■ **WORK REQUIRED**:
Going down the listing below, print exactly each line from the one with "generation and application." up to and including the one with "a trial move", and skip the rest.

■ **SUPPLIED RECORDS**:
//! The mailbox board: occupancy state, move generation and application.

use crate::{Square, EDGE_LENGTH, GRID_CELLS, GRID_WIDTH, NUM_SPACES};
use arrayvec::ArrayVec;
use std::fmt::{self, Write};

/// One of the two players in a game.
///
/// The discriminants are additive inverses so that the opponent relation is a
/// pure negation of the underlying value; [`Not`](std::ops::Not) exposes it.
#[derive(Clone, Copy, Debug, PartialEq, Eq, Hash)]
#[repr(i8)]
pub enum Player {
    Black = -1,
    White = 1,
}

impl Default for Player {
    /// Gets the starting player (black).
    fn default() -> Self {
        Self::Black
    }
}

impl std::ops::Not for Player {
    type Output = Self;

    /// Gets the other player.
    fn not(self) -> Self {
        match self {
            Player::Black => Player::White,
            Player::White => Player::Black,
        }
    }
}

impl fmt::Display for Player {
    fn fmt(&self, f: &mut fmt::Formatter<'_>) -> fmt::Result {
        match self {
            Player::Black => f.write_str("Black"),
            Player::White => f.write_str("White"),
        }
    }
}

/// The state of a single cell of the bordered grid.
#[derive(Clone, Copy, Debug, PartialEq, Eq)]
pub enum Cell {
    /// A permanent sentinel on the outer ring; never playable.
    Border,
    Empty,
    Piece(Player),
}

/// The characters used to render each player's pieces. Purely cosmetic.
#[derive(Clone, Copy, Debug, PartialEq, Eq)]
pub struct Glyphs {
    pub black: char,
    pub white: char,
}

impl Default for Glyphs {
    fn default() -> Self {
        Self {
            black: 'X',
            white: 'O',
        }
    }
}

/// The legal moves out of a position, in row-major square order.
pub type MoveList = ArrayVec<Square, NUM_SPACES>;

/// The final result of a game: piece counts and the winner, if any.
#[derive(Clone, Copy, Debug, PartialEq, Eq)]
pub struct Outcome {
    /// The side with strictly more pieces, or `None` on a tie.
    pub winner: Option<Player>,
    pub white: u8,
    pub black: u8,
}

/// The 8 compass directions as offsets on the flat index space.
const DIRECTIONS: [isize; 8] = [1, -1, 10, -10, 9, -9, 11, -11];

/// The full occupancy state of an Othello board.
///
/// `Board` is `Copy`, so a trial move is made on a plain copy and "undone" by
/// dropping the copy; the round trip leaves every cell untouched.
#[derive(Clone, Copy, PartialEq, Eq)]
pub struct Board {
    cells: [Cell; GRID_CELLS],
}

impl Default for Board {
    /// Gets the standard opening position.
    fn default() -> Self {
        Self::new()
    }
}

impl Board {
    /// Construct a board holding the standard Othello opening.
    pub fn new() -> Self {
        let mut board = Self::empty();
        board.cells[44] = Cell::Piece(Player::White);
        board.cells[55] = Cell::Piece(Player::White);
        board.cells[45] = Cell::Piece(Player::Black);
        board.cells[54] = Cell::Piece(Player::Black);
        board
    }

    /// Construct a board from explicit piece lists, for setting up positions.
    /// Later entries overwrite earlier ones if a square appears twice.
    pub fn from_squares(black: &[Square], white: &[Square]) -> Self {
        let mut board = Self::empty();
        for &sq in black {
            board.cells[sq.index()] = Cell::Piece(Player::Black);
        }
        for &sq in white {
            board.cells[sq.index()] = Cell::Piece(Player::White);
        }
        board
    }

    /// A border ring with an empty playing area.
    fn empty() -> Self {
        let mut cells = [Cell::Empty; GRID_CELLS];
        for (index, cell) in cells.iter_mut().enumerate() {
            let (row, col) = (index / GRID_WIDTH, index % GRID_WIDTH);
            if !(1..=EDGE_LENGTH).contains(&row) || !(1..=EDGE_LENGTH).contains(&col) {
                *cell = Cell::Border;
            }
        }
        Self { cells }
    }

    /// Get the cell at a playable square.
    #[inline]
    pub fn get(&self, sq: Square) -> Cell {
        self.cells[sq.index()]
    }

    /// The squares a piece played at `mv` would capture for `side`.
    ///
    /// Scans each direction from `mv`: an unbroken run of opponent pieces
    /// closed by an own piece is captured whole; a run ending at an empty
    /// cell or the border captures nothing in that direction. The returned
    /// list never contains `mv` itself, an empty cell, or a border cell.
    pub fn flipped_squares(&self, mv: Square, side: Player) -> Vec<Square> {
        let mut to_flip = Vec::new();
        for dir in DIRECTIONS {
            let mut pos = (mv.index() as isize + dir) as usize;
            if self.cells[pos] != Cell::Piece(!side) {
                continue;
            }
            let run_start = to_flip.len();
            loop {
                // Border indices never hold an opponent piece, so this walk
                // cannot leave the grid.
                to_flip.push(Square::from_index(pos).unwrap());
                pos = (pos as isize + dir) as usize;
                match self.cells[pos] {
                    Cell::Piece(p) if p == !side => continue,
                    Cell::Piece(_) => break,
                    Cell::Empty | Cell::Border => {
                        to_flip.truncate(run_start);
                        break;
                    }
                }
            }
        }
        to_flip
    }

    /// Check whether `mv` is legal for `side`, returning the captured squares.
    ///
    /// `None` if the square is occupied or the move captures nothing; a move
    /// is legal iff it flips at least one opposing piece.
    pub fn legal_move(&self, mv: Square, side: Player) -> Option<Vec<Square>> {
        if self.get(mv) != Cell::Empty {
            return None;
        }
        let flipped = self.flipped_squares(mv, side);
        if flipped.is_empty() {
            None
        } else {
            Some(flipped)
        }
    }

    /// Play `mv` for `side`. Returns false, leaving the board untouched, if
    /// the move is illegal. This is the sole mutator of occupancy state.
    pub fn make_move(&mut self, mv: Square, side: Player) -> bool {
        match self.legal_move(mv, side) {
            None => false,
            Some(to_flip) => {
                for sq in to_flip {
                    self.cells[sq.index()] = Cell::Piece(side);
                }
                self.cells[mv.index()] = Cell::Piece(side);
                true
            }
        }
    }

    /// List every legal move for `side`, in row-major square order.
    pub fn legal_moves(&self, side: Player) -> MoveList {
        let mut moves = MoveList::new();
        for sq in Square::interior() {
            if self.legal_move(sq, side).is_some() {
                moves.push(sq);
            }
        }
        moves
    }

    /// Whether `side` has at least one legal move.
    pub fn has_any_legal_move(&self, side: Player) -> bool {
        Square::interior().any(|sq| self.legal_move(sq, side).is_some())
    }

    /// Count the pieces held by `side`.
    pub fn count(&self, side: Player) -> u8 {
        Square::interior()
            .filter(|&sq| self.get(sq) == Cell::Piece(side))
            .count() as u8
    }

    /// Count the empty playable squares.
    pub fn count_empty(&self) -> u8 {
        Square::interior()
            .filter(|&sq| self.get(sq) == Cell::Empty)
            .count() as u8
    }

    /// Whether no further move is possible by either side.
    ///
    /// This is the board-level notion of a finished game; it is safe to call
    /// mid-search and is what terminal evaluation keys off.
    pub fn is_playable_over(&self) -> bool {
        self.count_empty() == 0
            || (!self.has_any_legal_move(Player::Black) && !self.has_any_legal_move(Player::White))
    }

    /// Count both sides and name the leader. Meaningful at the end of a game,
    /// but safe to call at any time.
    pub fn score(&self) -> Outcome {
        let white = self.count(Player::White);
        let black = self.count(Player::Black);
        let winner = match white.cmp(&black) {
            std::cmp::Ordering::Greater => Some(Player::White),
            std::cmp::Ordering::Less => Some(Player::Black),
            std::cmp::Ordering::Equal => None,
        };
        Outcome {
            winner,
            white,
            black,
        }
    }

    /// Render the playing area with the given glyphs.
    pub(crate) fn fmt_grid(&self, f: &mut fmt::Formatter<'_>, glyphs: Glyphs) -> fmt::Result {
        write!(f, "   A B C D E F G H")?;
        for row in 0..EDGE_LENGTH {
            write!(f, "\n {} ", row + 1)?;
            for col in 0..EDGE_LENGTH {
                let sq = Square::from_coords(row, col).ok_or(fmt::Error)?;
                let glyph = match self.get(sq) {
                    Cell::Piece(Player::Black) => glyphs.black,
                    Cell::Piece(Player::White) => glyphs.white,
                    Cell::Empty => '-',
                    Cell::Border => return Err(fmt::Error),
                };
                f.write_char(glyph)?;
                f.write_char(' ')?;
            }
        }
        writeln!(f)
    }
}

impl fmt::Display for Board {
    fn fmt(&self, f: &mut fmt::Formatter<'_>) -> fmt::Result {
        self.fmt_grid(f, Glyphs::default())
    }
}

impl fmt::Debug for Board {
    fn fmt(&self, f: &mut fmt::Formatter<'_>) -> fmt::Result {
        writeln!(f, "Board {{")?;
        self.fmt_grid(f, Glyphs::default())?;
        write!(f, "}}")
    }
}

* * *

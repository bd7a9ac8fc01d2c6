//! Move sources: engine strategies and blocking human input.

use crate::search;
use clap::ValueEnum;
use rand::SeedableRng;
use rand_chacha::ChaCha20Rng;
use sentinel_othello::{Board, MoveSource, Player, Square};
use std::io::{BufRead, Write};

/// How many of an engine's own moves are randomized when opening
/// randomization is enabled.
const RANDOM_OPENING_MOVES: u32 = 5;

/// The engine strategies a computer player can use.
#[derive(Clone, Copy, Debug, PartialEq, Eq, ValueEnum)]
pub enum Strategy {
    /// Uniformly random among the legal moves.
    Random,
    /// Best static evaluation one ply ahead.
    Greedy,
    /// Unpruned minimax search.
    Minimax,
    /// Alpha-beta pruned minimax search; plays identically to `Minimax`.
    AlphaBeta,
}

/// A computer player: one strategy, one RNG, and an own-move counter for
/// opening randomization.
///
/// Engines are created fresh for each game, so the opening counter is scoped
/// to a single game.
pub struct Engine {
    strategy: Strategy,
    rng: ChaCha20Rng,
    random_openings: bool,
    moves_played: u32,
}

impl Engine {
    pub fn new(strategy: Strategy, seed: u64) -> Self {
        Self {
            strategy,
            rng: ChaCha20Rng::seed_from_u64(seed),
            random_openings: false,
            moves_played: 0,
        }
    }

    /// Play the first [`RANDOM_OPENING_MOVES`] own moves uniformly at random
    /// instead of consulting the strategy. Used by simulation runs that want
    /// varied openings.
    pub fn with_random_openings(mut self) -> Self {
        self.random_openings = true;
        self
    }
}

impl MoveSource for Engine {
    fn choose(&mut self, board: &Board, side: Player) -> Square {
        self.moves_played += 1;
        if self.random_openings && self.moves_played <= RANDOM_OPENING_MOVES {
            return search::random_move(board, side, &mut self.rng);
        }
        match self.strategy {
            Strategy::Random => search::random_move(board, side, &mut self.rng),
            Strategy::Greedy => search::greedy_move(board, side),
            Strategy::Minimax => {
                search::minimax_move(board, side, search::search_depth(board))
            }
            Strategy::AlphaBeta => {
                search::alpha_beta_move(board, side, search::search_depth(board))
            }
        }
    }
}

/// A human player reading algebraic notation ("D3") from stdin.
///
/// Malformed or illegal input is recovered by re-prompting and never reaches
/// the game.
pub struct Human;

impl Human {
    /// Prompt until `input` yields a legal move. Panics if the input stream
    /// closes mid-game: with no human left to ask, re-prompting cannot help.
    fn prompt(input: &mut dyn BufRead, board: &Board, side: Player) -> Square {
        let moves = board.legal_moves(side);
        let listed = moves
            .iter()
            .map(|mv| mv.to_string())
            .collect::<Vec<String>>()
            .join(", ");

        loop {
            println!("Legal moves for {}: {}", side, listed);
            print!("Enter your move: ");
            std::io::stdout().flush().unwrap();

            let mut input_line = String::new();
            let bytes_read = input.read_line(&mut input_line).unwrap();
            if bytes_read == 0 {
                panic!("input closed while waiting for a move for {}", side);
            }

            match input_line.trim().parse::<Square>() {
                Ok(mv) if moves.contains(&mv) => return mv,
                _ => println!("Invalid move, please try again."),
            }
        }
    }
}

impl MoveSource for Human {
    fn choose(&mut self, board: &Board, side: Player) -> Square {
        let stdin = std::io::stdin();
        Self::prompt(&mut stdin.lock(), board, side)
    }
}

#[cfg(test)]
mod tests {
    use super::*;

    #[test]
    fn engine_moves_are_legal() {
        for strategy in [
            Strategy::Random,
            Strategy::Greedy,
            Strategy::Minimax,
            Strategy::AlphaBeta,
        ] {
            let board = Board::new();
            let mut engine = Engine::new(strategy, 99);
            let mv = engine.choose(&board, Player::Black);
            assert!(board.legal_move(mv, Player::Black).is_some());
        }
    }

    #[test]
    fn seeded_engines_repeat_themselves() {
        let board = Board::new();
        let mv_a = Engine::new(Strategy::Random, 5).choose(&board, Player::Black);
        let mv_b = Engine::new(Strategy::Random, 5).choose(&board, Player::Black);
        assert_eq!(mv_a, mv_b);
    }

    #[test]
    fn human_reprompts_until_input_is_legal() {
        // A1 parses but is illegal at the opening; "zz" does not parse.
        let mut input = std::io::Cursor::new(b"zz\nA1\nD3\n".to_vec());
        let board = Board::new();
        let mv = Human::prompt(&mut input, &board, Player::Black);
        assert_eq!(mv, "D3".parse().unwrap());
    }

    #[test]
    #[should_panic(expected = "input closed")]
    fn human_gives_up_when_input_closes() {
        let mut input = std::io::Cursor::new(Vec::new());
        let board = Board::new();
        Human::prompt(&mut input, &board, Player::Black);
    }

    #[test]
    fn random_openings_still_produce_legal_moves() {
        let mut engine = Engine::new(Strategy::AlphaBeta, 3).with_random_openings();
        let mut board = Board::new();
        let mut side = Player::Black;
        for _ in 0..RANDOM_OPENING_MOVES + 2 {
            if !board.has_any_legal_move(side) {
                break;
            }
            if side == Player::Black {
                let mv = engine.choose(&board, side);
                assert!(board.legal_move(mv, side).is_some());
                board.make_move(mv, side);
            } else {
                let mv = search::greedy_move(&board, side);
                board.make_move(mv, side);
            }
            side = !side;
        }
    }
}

==

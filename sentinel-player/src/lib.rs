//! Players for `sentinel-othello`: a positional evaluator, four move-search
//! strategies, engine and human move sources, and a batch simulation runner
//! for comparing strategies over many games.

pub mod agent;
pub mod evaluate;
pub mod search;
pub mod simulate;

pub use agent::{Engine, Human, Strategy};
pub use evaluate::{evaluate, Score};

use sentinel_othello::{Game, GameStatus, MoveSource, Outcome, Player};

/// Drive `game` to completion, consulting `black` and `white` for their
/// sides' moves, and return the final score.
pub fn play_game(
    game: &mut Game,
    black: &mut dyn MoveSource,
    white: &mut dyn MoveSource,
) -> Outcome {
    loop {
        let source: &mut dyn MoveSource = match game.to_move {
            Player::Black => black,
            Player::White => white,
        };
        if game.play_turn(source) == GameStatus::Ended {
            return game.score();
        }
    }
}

■ **TASK OUTPUT**:
//! The mailbox board: occupancy state, move generation and application.

use crate::{Square, EDGE_LENGTH, GRID_CELLS, GRID_WIDTH, NUM_SPACES};
use arrayvec::ArrayVec;
use std::fmt::{self, Write};

/// One of the two players in a game.
///
/// The discriminants are additive inverses so that the opponent relation is a
/// pure negation of the underlying value; [`Not`](std::ops::Not) exposes it.
#[derive(Clone, Copy, Debug, PartialEq, Eq, Hash)]
#[repr(i8)]
pub enum Player {
    Black = -1,
    White = 1,
}

impl Default for Player {
    /// Gets the starting player (black).
    fn default() -> Self {
        Self::Black
    }
}

impl std::ops::Not for Player {
    type Output = Self;

    /// Gets the other player.
    fn not(self) -> Self {
        match self {
            Player::Black => Player::White,
            Player::White => Player::Black,
        }
    }
}

impl fmt::Display for Player {
    fn fmt(&self, f: &mut fmt::Formatter<'_>) -> fmt::Result {
        match self {
            Player::Black => f.write_str("Black"),
            Player::White => f.write_str("White"),
        }
    }
}

/// The state of a single cell of the bordered grid.
#[derive(Clone, Copy, Debug, PartialEq, Eq)]
pub enum Cell {
    /// A permanent sentinel on the outer ring; never playable.
    Border,
    Empty,
    Piece(Player),
}

/// The characters used to render each player's pieces. Purely cosmetic.
#[derive(Clone, Copy, Debug, PartialEq, Eq)]
pub struct Glyphs {
    pub black: char,
    pub white: char,
}

impl Default for Glyphs {
    fn default() -> Self {
        Self {
            black: 'X',
            white: 'O',
        }
    }
}

/// The legal moves out of a position, in row-major square order.
pub type MoveList = ArrayVec<Square, NUM_SPACES>;

/// The final result of a game: piece counts and the winner, if any.
#[derive(Clone, Copy, Debug, PartialEq, Eq)]
pub struct Outcome {
    /// The side with strictly more pieces, or `None` on a tie.
    pub winner: Option<Player>,
    pub white: u8,
    pub black: u8,
}

/// The 8 compass directions as offsets on the flat index space.
const DIRECTIONS: [isize; 8] = [1, -1, 10, -10, 9, -9, 11, -11];

/// The full occupancy state of an Othello board.
///
/// `Board` is `Copy`, so a trial move is made on a plain copy and "undone" by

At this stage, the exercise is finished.